宮城県が主導する仙台医療圏4病院の再編構想で、仙台赤十字病院(仙台市太白区)と県立がんセンター(名取市)を統合して名取市に整備する新病院の基本構想が14日、公表された。内科、産科など38診療科を設け、「救急車をすぐに受け入れる」などのコンセプトを掲げる。センターの研究機能は引き継がず、希少がんや難治がんの治療は未定。2030年度の開院を目指す。
病床は400床程度、緩和ケア病棟は設けず
新病院は日本赤十字社が運営。標榜(ひょうぼう)診療科(法令で公に掲げることが認められた科目)の35科に加え、独自に総合診療科、ゲノム診療科、臨床遺伝科の3科も設置する。コンセプトは他に「安心・安全な出産ができる」「最適ながん医療を提供する」「赤十字らしい」の3項目を打ち出す。
病床規模は400床程度。一般病床359床のほか、母体・胎児集中治療室(MFICU)6床、新生児集中治療室(NICU)9床を設け、ハイリスクな出産に対応する総合周産期母子医療センターの機能を仙台赤十字から引き継ぐ。
救急医療は仙台医療圏南部を管轄とする。「断らない2次救急」をうたうが、受け入れ態勢について、県保健福祉部は14日の記者会見で「現時点で明示できるものはない」と述べた。

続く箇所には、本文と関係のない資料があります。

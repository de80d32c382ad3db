//! IS/OOS partitioning of a completed simulation's bar indices.
//!
//! The slicer only produces index sets; per-slice metrics come from the
//! metrics engine's index restriction. Nothing here re-runs the simulator.

use chrono::{Datelike, NaiveDate};
use serde::{Deserialize, Serialize};

use crate::metrics::{compute_metrics, MetricsInput, MetricsReport};

/// How bars are attributed to IS vs OOS.
#[derive(Debug, Clone, Copy, PartialEq, Eq, Serialize, Deserialize)]
#[serde(rename_all = "snake_case")]
pub enum SplitStrategy {
    /// Odd calendar months → IS, even → OOS.
    EvenOddMonth,
    /// Odd years → IS, even → OOS.
    EvenOddYear,
    /// Earlier bars → IS, later → OOS, split at a date or a percentage.
    Chronological,
}

impl Default for SplitStrategy {
    fn default() -> Self {
        SplitStrategy::EvenOddMonth
    }
}

/// Split configuration carried on a backtest request.
#[derive(Debug, Clone, PartialEq, Default, Serialize, Deserialize)]
#[serde(rename_all = "camelCase")]
pub struct SplitConfig {
    #[serde(default)]
    pub enabled: bool,
    #[serde(default)]
    pub strategy: SplitStrategy,
    /// Absolute chronological threshold; bars strictly before it are IS.
    #[serde(default)]
    pub chronological_date: Option<NaiveDate>,
    /// Percentage of bars forming the IS prefix, used when no date is set.
    #[serde(default)]
    pub chronological_percent: Option<f64>,
}

/// Partition `dates` into (IS, OOS) index sets.
///
/// A chronological config with neither date nor percent falls back to
/// everything-IS, mirroring the disabled case.
pub fn split_indices(dates: &[NaiveDate], config: &SplitConfig) -> (Vec<usize>, Vec<usize>) {
    let mut is_indices = Vec::new();
    let mut oos_indices = Vec::new();

    let threshold = match config.strategy {
        SplitStrategy::Chronological => config.chronological_date.or_else(|| {
            config.chronological_percent.and_then(|percent| {
                let split = (dates.len() as f64 * percent / 100.0) as usize;
                (split > 0 && split < dates.len()).then(|| dates[split])
            })
        }),
        _ => None,
    };

    for (i, date) in dates.iter().enumerate() {
        let in_sample = match config.strategy {
            SplitStrategy::EvenOddMonth => date.month() % 2 == 1,
            SplitStrategy::EvenOddYear => date.year() % 2 == 1,
            SplitStrategy::Chronological => match threshold {
                Some(t) => *date < t,
                None => true,
            },
        };
        if in_sample {
            is_indices.push(i);
        } else {
            oos_indices.push(i);
        }
    }
    (is_indices, oos_indices)
}

// ── Expanding-window walk-forward ───────────────────────────────────

/// Calendar granularity of the sequential OOS windows.
///
/// Daily produces one window per bar, which multiplies work accordingly.
#[derive(Debug, Clone, Copy, PartialEq, Eq, Serialize, Deserialize)]
#[serde(rename_all = "snake_case")]
pub enum RollingPeriod {
    Yearly,
    Monthly,
    Daily,
}

/// One walk-forward window: OOS = `[oos_start, oos_end)`, IS = everything
/// before `oos_start`.
#[derive(Debug, Clone, PartialEq, Serialize, Deserialize)]
pub struct WalkWindow {
    pub label: String,
    pub oos_start: usize,
    pub oos_end: usize,
}

/// Per-window metrics row in the walk-forward table.
#[derive(Debug, Clone, Serialize, Deserialize)]
#[serde(rename_all = "camelCase")]
pub struct WalkForwardEntry {
    pub label: String,
    pub is_metrics: MetricsReport,
    pub oos_metrics: MetricsReport,
}

/// Partition the timeline into sequential calendar OOS windows from
/// `first_oos` onward.
///
/// A window starting at bar 0 has no history to train on and is skipped.
pub fn expanding_windows(
    dates: &[NaiveDate],
    period: RollingPeriod,
    first_oos: NaiveDate,
) -> Vec<WalkWindow> {
    let key = |date: &NaiveDate| match period {
        RollingPeriod::Yearly => (date.year(), 0u32, 0u32),
        RollingPeriod::Monthly => (date.year(), date.month(), 0),
        RollingPeriod::Daily => (date.year(), date.month(), date.day()),
    };
    let label = |date: &NaiveDate| match period {
        RollingPeriod::Yearly => format!("{}", date.year()),
        RollingPeriod::Monthly => format!("{}-{:02}", date.year(), date.month()),
        RollingPeriod::Daily => date.format("%Y-%m-%d").to_string(),
    };

    let mut windows: Vec<WalkWindow> = Vec::new();
    let mut current: Option<(String, (i32, u32, u32), usize)> = None;

    for (i, date) in dates.iter().enumerate() {
        if *date < first_oos {
            continue;
        }
        let k = key(date);
        match &current {
            Some((_, prev_key, _)) if *prev_key == k => {}
            _ => {
                if let Some((lbl, _, start)) = current.take() {
                    windows.push(WalkWindow {
                        label: lbl,
                        oos_start: start,
                        oos_end: i,
                    });
                }
                current = Some((label(date), k, i));
            }
        }
    }
    if let Some((lbl, _, start)) = current {
        windows.push(WalkWindow {
            label: lbl,
            oos_start: start,
            oos_end: dates.len(),
        });
    }

    windows.retain(|w| w.oos_start > 0);
    windows
}

/// Compute the per-window metrics table from one simulation's curve.
pub fn walk_forward_report(
    input: &MetricsInput<'_>,
    windows: &[WalkWindow],
) -> Vec<WalkForwardEntry> {
    windows
        .iter()
        .map(|window| {
            let is_indices: Vec<usize> = (0..window.oos_start).collect();
            let oos_indices: Vec<usize> = (window.oos_start..window.oos_end).collect();
            WalkForwardEntry {
                label: window.label.clone(),
                is_metrics: compute_metrics(input, Some(&is_indices)),
                oos_metrics: compute_metrics(input, Some(&oos_indices)),
            }
        })
        .collect()
}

がん医療は、国が指定する「地域がん診療連携拠点病院」として県内のがん政策に必要な機能を維持する。がんセンターが指定を受けていた、より中核的な役割を果たす「都道府県がん診療連携拠点病院」は県内に東北大病院のみとなる。
がんセンターが現在担う希少がん、難治がんの治療について、県は「勤務医の専門性による部分が大きく、現時点でやるやらないの線引きは難しい」と説明。緩和ケア内科を置く一方、現センターにあるような緩和ケア病棟は設けない。

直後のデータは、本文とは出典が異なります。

//! Moving average family: SMA, EMA, WMA, HMA, DEMA, TEMA, KAMA, Wilder MA.
//!
//! All EMA-style averages are seeded with the SMA over the first full window
//! of finite values, so warm-up is `window - 1` bars past the first finite
//! input.

use super::{mean, recursive_smooth, rolling_apply};

/// Simple moving average.
pub fn sma(close: &[f64], window: usize) -> Vec<f64> {
    rolling_apply(close, window, mean)
}

/// Exponential moving average, α = 2/(w+1), SMA-seeded.
pub fn ema(close: &[f64], window: usize) -> Vec<f64> {
    recursive_smooth(close, window, 2.0 / (window as f64 + 1.0))
}

/// Wilder moving average (RMA), α = 1/w, SMA-seeded.
pub fn wilder_ma(close: &[f64], window: usize) -> Vec<f64> {
    recursive_smooth(close, window, 1.0 / window as f64)
}

/// Linearly weighted moving average: weights 1..=w, newest heaviest.
pub fn wma(close: &[f64], window: usize) -> Vec<f64> {
    let denom = (window * (window + 1)) as f64 / 2.0;
    rolling_apply(close, window, |slice| {
        slice
            .iter()
            .enumerate()
            .map(|(j, v)| (j + 1) as f64 * v)
            .sum::<f64>()
            / denom
    })
}

/// Hull moving average: WMA(2·WMA(w/2) − WMA(w), √w).
pub fn hma(close: &[f64], window: usize) -> Vec<f64> {
    let half = (window / 2).max(1);
    let sqrt_w = (window as f64).sqrt().round().max(1.0) as usize;

    let wma_half = wma(close, half);
    let wma_full = wma(close, window);
    let raw: Vec<f64> = wma_half
        .iter()
        .zip(&wma_full)
        .map(|(&h, &f)| 2.0 * h - f)
        .collect();

    wma(&raw, sqrt_w)
}

/// Double EMA: 2·EMA − EMA(EMA).
pub fn dema(close: &[f64], window: usize) -> Vec<f64> {
    let e1 = ema(close, window);
    let e2 = ema(&e1, window);
    e1.iter().zip(&e2).map(|(&a, &b)| 2.0 * a - b).collect()
}

/// Triple EMA: 3·EMA − 3·EMA(EMA) + EMA(EMA(EMA)).
pub fn tema(close: &[f64], window: usize) -> Vec<f64> {
    let e1 = ema(close, window);
    let e2 = ema(&e1, window);
    let e3 = ema(&e2, window);
    e1.iter()
        .zip(&e2)
        .zip(&e3)
        .map(|((&a, &b), &c)| 3.0 * a - 3.0 * b + c)
        .collect()
}

/// Kaufman adaptive moving average with the standard fast=2, slow=30 spans.
///
/// Efficiency ratio over `window` drives the smoothing constant; seeded with
/// the SMA of the first full window.
pub fn kama(close: &[f64], window: usize) -> Vec<f64> {
    let n = close.len();
    let mut out = vec![f64::NAN; n];
    if window == 0 || n < window + 1 {
        return out;
    }

    let fast_sc = 2.0 / (2.0 + 1.0);
    let slow_sc = 2.0 / (30.0 + 1.0);

    // Seed at the end of the first full window of finite closes.
    let mut seed = None;
    for i in window..n {
        if close[i - window..=i].iter().all(|v| v.is_finite()) {
            seed = Some(i);
            break;
        }
    }
    let Some(start) = seed else {
        return out;
    };

    out[start] = mean(&close[start + 1 - window..=start]);
    for i in (start + 1)..n {
        if !close[i].is_finite() {
            break;
        }
        let change = (close[i] - close[i - window]).abs();
        let volatility: f64 = (i - window + 1..=i)
            .map(|j| (close[j] - close[j - 1]).abs())
            .sum();
        let er = if volatility > 0.0 { change / volatility } else { 0.0 };
        let sc = (er * (fast_sc - slow_sc) + slow_sc).powi(2);
        out[i] = out[i - 1] + sc * (close[i] - out[i - 1]);
    }
    out
}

職員数は850人程度を想定する。仙台赤十字とがんセンターでは正職員計1046人、嘱託職員など計217人が働いており(4月1日現在)、今後、意向調査が行われる見通し。
名取市長が支援表明「運営補助が必要」
仙台赤十字病院(仙台市太白区)と県立がんセンター(名取市)の統合新病院を名取市に整備する基本構想が示されたのを受け、山田司郎市長は14日、市役所で記者会見し「開院へさらに前進した」と準備を急ぐ考えを示した。市が新病院に運営補助金を拠出する考えも明らかにし「運営支援は持続可能な病院経営に必要だ。他病院への支援を参考にしたい」と述べた。
名取、岩沼、亘理、山元2市2町は2017年度から、2次救急医療を担う総合南東北病院(岩沼市)に運営補助金を拠出する。名取市は24年度予算で1711万円を確保し、支出の一部が国の特別交付税で措置される。市はこれを先例に新病院支援を検討する。

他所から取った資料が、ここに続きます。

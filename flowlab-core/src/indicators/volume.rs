//! Volume family: OBV rate-of-change, rolling VWAP ratio, MFI, A/D line and
//! oscillator.

use super::{pct_change, recursive_smooth};

/// On-balance volume: running sum of volume signed by the close change.
fn obv(close: &[f64], volume: &[f64]) -> Vec<f64> {
    let n = close.len();
    let mut out = vec![f64::NAN; n];
    if n == 0 {
        return out;
    }
    out[0] = 0.0;
    for i in 1..n {
        if !close[i].is_finite() || !close[i - 1].is_finite() || !volume[i].is_finite() {
            break;
        }
        let delta = if close[i] > close[i - 1] {
            volume[i]
        } else if close[i] < close[i - 1] {
            -volume[i]
        } else {
            0.0
        };
        out[i] = out[i - 1] + delta;
    }
    out
}

/// Percent change of OBV over `window` bars.
///
/// NaN where OBV was zero `window` bars ago (ratio undefined).
pub fn obv_roc(close: &[f64], volume: &[f64], window: usize) -> Vec<f64> {
    pct_change(&obv(close, volume), window)
        .iter()
        .map(|r| r * 100.0)
        .collect()
}

/// Close divided by the rolling volume-weighted average price.
pub fn vwap_ratio(
    high: &[f64],
    low: &[f64],
    close: &[f64],
    volume: &[f64],
    window: usize,
) -> Vec<f64> {
    let n = close.len();
    let mut out = vec![f64::NAN; n];
    if window == 0 || n < window {
        return out;
    }
    for i in (window - 1)..n {
        let mut pv = 0.0;
        let mut vol = 0.0;
        let mut valid = true;
        for j in (i + 1 - window)..=i {
            let tp = (high[j] + low[j] + close[j]) / 3.0;
            if !tp.is_finite() || !volume[j].is_finite() {
                valid = false;
                break;
            }
            pv += tp * volume[j];
            vol += volume[j];
        }
        if valid && vol > 0.0 && close[i].is_finite() {
            out[i] = close[i] / (pv / vol);
        }
    }
    out
}

/// Money Flow Index: volume-weighted RSI analogue over the typical price.
///
/// Zero negative flow ⇒ 100.
pub fn mfi(high: &[f64], low: &[f64], close: &[f64], volume: &[f64], window: usize) -> Vec<f64> {
    let n = close.len();
    let mut out = vec![f64::NAN; n];
    if window == 0 || n < window + 1 {
        return out;
    }

    let tp: Vec<f64> = (0..n).map(|i| (high[i] + low[i] + close[i]) / 3.0).collect();

    for i in window..n {
        let mut positive = 0.0;
        let mut negative = 0.0;
        let mut valid = true;
        for j in (i - window + 1)..=i {
            if !tp[j].is_finite() || !tp[j - 1].is_finite() || !volume[j].is_finite() {
                valid = false;
                break;
            }
            let flow = tp[j] * volume[j];
            if tp[j] > tp[j - 1] {
                positive += flow;
            } else if tp[j] < tp[j - 1] {
                negative += flow;
            }
        }
        if !valid {
            continue;
        }
        out[i] = if negative == 0.0 {
            100.0
        } else {
            100.0 - 100.0 / (1.0 + positive / negative)
        };
    }
    out
}

/// Accumulation/Distribution line: cumulative money-flow volume.
///
/// Money-flow multiplier ((C−L)−(H−C))/(H−L); zero when high == low.
pub fn ad_line(high: &[f64], low: &[f64], close: &[f64], volume: &[f64]) -> Vec<f64> {
    let n = close.len();
    let mut out = vec![f64::NAN; n];
    let mut running = 0.0;
    for i in 0..n {
        if !high[i].is_finite() || !low[i].is_finite() || !close[i].is_finite() {
            break;
        }
        let range = high[i] - low[i];
        let mfm = if range > 0.0 {
            ((close[i] - low[i]) - (high[i] - close[i])) / range
        } else {
            0.0
        };
        running += mfm * volume[i];
        out[i] = running;
    }
    out
}

/// A/D oscillator (Chaikin): EMA(3) − EMA(10) of the A/D line.
pub fn ad_oscillator(high: &[f64], low: &[f64], close: &[f64], volume: &[f64]) -> Vec<f64> {
    let ad = ad_line(high, low, close, volume);
    let fast = recursive_smooth(&ad, 3, 2.0 / 4.0);
    let slow = recursive_smooth(&ad, 10, 2.0 / 11.0);
    fast.iter().zip(&slow).map(|(&f, &s)| f - s).collect()
}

市は9月、新病院建設地となる植松入生地区4万7780平方メートルの取得費19億9000万円を用意。本年度中に地権者のNTT東日本から取得し、新病院側に無償貸与する。病院周辺の道路整備も進める。
また県が県立精神医療センター(名取市)の名取市内での建て替え案を示したことに「病院移転による市内患者の負担増が回避され、ありがたい方向性を示してもらった」と述べた。
県審議会の決議「重く受け止める」 宮城知事が談話
県立精神医療センター(名取市)の移転に関し「名取での建て替えが妥当」とした県精神保健福祉審議会の決議を受け、村井嘉浩知事は14日、「重く受け止める」との談話を出した。
これまで寄せられた声を踏まえて「名取への本院設置も選択肢の一つに示した」と説明。身体合併症患者への対応など審議会で課題が指摘されたことに関しては「引き続き、建て替えの方向性について検討を進めていく」と述べた。